What the task requires: Could you filter the data below down to the lines that hold the word "InvalidSweepSpec"?

Stored items:
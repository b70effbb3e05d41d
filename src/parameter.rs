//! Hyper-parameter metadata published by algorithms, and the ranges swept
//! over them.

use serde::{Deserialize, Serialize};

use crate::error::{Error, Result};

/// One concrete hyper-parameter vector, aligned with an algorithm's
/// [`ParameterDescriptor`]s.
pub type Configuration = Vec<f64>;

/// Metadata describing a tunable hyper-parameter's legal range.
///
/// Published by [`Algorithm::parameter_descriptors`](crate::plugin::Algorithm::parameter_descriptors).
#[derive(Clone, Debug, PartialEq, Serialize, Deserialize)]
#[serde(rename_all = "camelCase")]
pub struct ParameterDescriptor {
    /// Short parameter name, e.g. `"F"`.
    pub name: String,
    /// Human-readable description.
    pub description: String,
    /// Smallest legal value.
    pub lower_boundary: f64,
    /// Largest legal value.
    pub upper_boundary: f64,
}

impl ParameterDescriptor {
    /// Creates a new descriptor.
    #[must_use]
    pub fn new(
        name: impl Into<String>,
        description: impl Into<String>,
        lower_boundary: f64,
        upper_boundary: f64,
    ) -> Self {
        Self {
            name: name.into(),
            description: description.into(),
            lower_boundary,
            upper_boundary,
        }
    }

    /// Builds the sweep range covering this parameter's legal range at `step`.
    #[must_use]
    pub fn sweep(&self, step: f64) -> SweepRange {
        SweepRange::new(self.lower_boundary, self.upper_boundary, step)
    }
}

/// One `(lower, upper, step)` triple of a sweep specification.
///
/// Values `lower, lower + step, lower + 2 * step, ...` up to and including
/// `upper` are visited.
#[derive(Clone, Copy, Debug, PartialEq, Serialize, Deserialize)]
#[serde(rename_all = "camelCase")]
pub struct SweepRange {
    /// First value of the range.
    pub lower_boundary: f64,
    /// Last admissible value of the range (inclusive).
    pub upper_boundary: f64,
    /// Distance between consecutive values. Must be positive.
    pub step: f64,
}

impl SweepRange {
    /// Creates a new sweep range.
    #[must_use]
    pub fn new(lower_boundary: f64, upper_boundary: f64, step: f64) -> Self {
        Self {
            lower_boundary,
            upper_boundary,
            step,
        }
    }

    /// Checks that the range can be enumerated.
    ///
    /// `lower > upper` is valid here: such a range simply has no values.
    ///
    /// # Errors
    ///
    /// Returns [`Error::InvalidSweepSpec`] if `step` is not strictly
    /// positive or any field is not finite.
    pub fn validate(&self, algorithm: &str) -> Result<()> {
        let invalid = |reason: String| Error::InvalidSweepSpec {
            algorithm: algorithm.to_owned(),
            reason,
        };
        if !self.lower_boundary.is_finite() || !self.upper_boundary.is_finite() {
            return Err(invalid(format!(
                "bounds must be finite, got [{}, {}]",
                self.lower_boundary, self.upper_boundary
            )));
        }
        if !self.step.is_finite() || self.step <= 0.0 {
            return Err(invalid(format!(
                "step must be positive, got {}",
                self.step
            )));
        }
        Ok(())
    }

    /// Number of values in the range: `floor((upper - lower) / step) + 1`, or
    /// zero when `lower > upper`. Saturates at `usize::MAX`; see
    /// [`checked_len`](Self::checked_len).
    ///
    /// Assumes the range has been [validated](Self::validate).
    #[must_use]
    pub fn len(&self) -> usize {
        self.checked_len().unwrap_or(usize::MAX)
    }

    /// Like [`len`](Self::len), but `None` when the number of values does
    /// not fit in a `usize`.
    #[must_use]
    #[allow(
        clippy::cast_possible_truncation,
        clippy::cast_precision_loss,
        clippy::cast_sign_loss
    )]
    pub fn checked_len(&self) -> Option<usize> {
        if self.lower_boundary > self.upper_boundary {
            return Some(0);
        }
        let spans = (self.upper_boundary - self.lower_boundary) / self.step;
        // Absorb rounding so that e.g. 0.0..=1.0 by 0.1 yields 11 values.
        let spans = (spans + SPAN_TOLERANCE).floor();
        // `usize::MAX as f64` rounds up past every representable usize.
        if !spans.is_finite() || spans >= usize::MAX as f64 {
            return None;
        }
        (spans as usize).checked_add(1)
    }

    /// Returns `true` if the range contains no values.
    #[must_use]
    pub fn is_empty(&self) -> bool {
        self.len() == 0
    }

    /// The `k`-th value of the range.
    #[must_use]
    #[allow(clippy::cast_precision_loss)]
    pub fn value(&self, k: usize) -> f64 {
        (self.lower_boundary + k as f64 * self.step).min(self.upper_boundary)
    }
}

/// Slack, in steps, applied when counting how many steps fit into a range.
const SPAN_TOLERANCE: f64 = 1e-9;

Output for this exercise:
    /// Returns [`Error::InvalidSweepSpec`] if `step` is not strictly
        let invalid = |reason: String| Error::InvalidSweepSpec {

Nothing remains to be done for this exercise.